256 F2d 500 Cooper v. United States
256 F.2d 500
Guy Gainey COOPER, Appellant,
UNITED STATES of America, Appellee.
United States Court of Appeals Fifth Circuit.
June 13, 1958.
P. C. Andrews, Jr., Thomasville, Ga., for appellant.
W. Howard Fowler, Asst. U.S. Atty., Frank O. Evans, U.S. Atty., Macon, Ga., for appellee.
Before HUTCHESON, Chief Judge, and TUTTLE and CAMERON, Circuit Judges.
Convicted of a conspiracy to falsely forge and counterfeit an obligation of the United States and to pass and utter such falsely forged and counterfeited obligation, defendant is here appealing from the judgment of conviction and presenting two grounds for reversal.
The primary one is that there was no substantial evidence of his participation in the conspiracy and that the court, therefore, erred in not instructing the jury to acquit him.
A second and subordinate one is that since Willie James Cox was not a party to the indictment nor charged with any crime as a result of his illegal activities regarding the conspiracy complained of, the court erred in admitting his testimony and the testimony as to his acts and declarations.
Of the first claim of error, it is sufficient to say that appellant did not move for acquittal pursuant to Rule 49 of the Federal Rules of Criminal Procedure, 18 U.S.C.A., Tomley v.

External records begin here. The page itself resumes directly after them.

//! Shared test infrastructure: a scriptable REST collaborator and a harness
//! wiring a `SessionBinding` to an in-memory channel.

use std::future::Future;
use std::sync::atomic::{AtomicBool, AtomicU64, AtomicUsize, Ordering};
use std::sync::Arc;
use std::time::Duration;

use futures_util::future::BoxFuture;
use parking_lot::Mutex;
use tokio::sync::Notify;

use biblio_notify::config::SessionConfig;
use biblio_notify::{
    AuthState, ConnectionManager, Credential, EventDispatcher, MemoryTransport, Notification, NotificationApi,
    NotificationId, NotificationStore, NotifyError, ReconnectPolicy, ServerEnd, SessionBinding,
};

/// REST collaborator double
#[derive(Default)]
pub struct FakeApi {
    snapshot: Mutex<Vec<Notification>>,
    fail_fetch: AtomicBool,
    gate: Mutex<Option<Arc<Notify>>>,
    unread_after_mark_all: AtomicU64,
    pub fetches: AtomicUsize,
    pub marked_one: Mutex<Vec<NotificationId>>,
    pub marked_all: AtomicUsize,
}

impl FakeApi {
    pub fn with_snapshot(snapshot: Vec<Notification>) -> Self {
        let api = Self::default();
        *api.snapshot.lock() = snapshot;
        api
    }

    pub fn failing() -> Self {
        let api = Self::default();
        api.fail_fetch.store(true, Ordering::SeqCst);
        api
    }

    pub fn set_snapshot(&self, snapshot: Vec<Notification>) {
        *self.snapshot.lock() = snapshot;
    }

    /// Hold every fetch until the returned gate is notified
    pub fn gate_fetches(&self) -> Arc<Notify> {
        let gate = Arc::new(Notify::new());
        *self.gate.lock() = Some(Arc::clone(&gate));
        gate
    }

    pub fn set_unread_after_mark_all(&self, count: u64) {
        self.unread_after_mark_all.store(count, Ordering::SeqCst);
    }

    pub fn fetch_count(&self) -> usize {
        self.fetches.load(Ordering::SeqCst)
    }
}

impl NotificationApi for FakeApi {
    fn fetch_for_user<'a>(
        &'a self,
        _user_id: &'a str,
        _credential: &'a Credential,
    ) -> BoxFuture<'a, biblio_notify::Result<Vec<Notification>>> {
        Box::pin(async move {
            self.fetches.fetch_add(1, Ordering::SeqCst);
            let gate = self.gate.lock().clone();
            if let Some(gate) = gate {
                gate.notified().await;
            }
            if self.fail_fetch.load(Ordering::SeqCst) {
                return Err(NotifyError::ApiStatus {
                    status: 503,
                    url: "http://fake/notifications".to_string(),
                });
            }
            Ok(self.snapshot.lock().clone())
        })
    }

    fn mark_all_read<'a>(
        &'a self,
        _user_id: &'a str,
        _credential: &'a Credential,
    ) -> BoxFuture<'a, biblio_notify::Result<u64>> {
        Box::pin(async move {
            self.marked_all.fetch_add(1, Ordering::SeqCst);
            Ok(self.unread_after_mark_all.load(Ordering::SeqCst))
        })
    }

    fn mark_one_read<'a>(
        &'a self,
        _user_id: &'a str,
        id: &'a NotificationId,
        _credential: &'a Credential,
    ) -> BoxFuture<'a, biblio_notify::Result<()>> {
        Box::pin(async move {
            self.marked_one.lock().push(id.clone());
            Ok(())
        })
    }
}

/// Binding plus its in-memory channel and fake API
pub struct Harness {
    pub transport: MemoryTransport,
    pub api: Arc<FakeApi>,
    pub binding: SessionBinding,
}

impl Harness {
    pub fn new(api: FakeApi) -> Self {
        Self::with_options(api, 3, 0)
    }

    pub fn with_options(api: FakeApi, max_attempts: u32, fallback_refresh_secs: u64) -> Self {
        let transport = MemoryTransport::new();
        let manager = ConnectionManager::new(
            Arc::new(transport.clone()),
            EventDispatcher::new(),
            ReconnectPolicy {
                max_attempts,
                initial_delay: Duration::from_millis(1),
                max_delay: Duration::from_millis(5),
            },
        );
        let api = Arc::new(api);
        let binding = SessionBinding::new(manager, api.clone(), &SessionConfig { fallback_refresh_secs });
        Self {
            transport,
            api,
            binding,
        }
    }

    pub fn store(&self) -> Arc<NotificationStore> {
        self.binding.store()
    }

    pub async fn login(&self, user_id: &str) {
        self.binding.on_auth_change(authenticated(user_id)).await;
    }

    /// Server end of the most recent channel
    pub fn server(&self) -> ServerEnd {
        self.transport
            .take_server_end()
            .expect("no channel was opened")
    }
}

pub fn authenticated(user_id: &str) -> AuthState {
    AuthState::Authenticated {
        user_id: user_id.to_string(),
        credential: Credential::bearer(format!("token-{}", user_id)),
    }
}

pub fn note(id: u64, is_read: bool) -> Notification {
    Notification::new(id, format!("Notification {}", id)).with_read(is_read)
}

pub fn ids(store: &NotificationStore) -> Vec<String> {
    store.notifications().iter().map(|n| n.id.to_string()).collect()
}

/// Poll `condition` until it holds, failing the test after two seconds
pub async fn eventually<F>(what: &str, condition: F)
where
    F: Fn() -> bool,
{
    let deadline = tokio::time::Instant::now() + Duration::from_secs(2);
    while !condition() {
        if tokio::time::Instant::now() > deadline {
            panic!("timed out waiting for: {}", what);
        }
        tokio::time::sleep(Duration::from_millis(2)).await;
    }
}

/// Run `fut` with a two-second timeout
pub async fn within<T>(what: &str, fut: impl Future<Output = T>) -> T {
    tokio::time::timeout(Duration::from_secs(2), fut)
        .await
        .unwrap_or_else(|_| panic!("timed out: {}", what))
}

United States, 5 Cir., 250 F.2d 549; Moomaw v. United States, 5 Cir., 220 F.2d 589; and that on the record there is no basis for the claim that the evidence implicating him in the conspiracy is so wanting that it would be plain error to affirm the conviction.
The same situation exists as to the second claim of error. The claim now made was not sufficiently asserted below to preserve it on appeal. But it would not avail appellant if the objection had been made and preserved, for Cox was admittedly the prime mover in the conspiracy, and in such circumstances the law is established quite to the contrary of the appellant's claim. In Heflin v. United States, 5 Cir., 132 F.2d 907, 909, this court thus stated the general and prevailing rule:
'Upon a trial for conspiracy to commit an offense against the United States, the acts and declarations of one of the parties to a conspiracy otherwise proven, whether or not he is a defendant, are admissible in evidence if they were made in an attempt to carry the conspiracy into execution.'
Cf. Phelps v. United States, 8 Cir., 160 F.2d 858 and Clune v. United States, 159 U.S. 590, 16 S.Ct. 125, 40 L.Ed. 269.
The judgment is affirmed.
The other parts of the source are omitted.